▶ EXERCISE
State how many lines in the listing below contain the word "CwtailError", and write nothing else.

+--

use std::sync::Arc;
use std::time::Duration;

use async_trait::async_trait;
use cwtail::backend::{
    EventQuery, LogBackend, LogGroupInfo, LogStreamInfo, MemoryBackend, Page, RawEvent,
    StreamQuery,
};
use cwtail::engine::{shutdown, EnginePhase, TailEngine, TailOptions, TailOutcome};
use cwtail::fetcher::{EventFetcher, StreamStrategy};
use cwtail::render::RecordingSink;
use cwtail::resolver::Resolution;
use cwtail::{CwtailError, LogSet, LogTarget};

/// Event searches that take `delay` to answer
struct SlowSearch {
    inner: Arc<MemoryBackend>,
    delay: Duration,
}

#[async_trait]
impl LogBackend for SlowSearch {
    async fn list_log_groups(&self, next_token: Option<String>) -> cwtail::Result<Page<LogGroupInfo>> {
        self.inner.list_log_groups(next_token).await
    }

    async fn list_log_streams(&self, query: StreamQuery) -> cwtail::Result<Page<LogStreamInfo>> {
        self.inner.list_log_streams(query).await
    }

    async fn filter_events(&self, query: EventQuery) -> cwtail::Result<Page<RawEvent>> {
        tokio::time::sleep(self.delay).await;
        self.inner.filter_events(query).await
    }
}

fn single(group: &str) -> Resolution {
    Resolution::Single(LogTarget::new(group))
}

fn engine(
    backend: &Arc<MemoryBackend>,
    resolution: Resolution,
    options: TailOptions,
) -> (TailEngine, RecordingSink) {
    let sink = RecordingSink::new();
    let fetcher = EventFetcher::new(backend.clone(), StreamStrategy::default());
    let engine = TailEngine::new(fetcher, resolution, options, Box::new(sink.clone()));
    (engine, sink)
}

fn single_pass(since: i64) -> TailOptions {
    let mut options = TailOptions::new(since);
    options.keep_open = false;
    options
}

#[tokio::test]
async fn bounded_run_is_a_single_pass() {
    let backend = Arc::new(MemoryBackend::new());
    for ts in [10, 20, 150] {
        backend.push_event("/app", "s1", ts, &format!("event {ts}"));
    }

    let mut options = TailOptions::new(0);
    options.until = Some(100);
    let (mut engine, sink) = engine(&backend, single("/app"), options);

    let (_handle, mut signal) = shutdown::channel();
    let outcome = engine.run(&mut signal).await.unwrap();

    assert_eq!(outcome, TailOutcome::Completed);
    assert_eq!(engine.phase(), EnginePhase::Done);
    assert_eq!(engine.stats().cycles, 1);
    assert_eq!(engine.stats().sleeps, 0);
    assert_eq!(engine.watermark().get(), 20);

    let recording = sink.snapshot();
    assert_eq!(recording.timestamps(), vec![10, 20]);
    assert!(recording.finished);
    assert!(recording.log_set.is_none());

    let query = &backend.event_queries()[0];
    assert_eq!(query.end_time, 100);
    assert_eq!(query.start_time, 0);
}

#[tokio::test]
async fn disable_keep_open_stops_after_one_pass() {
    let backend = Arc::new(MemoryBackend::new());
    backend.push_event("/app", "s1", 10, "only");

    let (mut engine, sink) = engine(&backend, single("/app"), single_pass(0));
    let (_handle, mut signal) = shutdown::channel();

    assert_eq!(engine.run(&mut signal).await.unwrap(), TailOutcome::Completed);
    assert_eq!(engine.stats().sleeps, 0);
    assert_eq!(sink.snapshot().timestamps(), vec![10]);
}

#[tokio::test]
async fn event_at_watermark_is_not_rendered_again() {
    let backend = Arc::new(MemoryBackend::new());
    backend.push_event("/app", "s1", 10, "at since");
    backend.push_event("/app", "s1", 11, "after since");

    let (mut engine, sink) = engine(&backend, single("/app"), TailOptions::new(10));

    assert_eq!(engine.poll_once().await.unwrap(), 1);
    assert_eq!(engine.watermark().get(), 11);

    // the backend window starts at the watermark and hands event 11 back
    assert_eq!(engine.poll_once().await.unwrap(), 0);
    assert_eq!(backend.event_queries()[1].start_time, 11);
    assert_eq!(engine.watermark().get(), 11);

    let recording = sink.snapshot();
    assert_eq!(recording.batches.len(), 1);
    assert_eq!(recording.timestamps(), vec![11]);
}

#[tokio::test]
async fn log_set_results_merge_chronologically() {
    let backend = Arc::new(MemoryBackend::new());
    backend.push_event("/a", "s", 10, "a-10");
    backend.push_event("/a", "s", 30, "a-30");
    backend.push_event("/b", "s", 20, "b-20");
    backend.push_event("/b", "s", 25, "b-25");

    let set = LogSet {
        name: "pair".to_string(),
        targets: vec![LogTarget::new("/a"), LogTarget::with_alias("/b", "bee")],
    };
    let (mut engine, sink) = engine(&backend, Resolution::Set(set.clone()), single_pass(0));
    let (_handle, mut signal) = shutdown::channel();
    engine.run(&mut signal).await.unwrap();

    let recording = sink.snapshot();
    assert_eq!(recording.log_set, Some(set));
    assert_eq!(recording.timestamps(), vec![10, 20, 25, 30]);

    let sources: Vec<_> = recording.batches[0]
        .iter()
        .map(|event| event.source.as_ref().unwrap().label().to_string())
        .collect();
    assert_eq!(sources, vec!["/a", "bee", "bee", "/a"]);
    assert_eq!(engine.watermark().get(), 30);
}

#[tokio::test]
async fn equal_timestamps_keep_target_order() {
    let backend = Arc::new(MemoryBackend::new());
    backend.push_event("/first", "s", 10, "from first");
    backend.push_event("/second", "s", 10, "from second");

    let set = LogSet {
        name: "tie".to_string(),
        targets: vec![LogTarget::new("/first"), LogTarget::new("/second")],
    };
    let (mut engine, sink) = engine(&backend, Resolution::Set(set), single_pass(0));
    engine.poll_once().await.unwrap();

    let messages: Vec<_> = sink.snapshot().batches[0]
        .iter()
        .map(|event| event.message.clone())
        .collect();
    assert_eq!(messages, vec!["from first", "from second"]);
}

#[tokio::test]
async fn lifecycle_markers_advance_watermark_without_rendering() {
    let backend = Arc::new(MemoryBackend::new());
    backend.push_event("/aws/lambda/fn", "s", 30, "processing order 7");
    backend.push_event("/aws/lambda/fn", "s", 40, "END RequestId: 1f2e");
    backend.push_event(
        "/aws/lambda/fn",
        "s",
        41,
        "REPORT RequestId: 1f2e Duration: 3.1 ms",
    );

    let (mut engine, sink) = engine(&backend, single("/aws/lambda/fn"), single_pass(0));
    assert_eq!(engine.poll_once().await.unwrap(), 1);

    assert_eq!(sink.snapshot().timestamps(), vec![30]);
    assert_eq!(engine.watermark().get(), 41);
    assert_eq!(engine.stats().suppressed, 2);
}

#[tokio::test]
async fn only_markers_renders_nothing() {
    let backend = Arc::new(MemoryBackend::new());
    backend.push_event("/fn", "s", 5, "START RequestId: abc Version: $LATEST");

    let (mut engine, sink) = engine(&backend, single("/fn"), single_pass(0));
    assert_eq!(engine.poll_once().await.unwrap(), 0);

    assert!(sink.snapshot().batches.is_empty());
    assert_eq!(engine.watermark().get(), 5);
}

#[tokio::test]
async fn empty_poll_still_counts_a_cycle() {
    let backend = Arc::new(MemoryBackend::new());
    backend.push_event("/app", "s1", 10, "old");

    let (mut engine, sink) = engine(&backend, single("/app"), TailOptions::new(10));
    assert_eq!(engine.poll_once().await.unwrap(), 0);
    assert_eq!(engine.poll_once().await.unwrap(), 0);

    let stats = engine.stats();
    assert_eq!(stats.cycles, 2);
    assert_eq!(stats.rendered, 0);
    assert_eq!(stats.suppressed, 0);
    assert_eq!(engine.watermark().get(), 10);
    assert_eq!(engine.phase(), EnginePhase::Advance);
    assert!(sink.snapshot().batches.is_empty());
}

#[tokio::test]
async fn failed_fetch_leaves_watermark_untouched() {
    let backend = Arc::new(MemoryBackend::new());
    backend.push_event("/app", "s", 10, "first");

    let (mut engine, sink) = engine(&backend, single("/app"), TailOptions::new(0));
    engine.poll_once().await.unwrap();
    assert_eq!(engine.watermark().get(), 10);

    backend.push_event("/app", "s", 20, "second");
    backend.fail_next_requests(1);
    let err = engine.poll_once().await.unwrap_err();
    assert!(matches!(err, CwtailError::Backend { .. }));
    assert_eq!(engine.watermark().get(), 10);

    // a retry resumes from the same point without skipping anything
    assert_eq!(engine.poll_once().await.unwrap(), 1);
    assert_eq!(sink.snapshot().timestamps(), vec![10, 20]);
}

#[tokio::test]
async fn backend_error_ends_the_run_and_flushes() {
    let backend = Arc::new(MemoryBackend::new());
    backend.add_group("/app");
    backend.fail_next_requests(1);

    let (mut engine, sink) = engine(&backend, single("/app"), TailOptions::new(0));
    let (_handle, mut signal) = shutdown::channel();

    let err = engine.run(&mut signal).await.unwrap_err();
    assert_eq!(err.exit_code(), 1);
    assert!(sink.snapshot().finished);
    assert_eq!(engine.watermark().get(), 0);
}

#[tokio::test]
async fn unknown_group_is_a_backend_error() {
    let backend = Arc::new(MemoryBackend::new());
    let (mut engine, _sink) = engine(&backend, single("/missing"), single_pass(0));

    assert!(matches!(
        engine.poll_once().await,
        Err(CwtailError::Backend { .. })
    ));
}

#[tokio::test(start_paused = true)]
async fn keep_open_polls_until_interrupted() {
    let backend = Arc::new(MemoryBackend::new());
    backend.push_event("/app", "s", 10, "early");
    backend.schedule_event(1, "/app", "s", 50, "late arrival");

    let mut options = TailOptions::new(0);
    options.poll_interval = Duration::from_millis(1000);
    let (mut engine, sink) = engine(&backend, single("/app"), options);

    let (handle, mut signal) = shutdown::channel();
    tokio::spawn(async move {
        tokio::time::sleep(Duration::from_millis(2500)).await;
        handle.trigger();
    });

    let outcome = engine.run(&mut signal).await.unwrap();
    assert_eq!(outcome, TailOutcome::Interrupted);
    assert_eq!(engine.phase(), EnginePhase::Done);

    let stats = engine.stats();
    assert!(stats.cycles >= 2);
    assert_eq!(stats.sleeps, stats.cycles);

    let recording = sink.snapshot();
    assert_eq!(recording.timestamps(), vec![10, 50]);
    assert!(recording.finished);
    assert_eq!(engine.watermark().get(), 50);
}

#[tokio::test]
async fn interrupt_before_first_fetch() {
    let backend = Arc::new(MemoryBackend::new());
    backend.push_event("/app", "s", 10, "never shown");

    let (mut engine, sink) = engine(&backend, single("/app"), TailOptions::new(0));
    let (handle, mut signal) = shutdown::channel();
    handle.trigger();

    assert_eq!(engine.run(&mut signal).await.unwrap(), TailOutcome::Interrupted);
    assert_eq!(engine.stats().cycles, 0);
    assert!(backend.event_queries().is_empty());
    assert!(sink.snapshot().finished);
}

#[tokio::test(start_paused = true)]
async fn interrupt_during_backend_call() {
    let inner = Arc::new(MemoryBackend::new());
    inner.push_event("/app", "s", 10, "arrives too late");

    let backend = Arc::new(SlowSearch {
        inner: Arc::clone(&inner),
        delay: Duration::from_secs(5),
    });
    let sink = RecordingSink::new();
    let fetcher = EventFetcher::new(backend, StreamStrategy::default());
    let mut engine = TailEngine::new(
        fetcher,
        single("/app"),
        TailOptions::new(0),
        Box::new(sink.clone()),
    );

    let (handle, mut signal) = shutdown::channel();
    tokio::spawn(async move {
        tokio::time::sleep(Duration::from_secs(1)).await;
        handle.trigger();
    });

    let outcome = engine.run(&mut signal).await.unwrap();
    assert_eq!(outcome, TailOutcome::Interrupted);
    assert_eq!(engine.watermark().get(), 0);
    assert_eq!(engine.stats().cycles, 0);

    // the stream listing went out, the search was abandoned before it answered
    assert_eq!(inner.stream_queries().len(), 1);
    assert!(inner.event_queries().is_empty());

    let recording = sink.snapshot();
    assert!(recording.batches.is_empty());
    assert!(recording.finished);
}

+--

▶ EXERCISE RESULT
3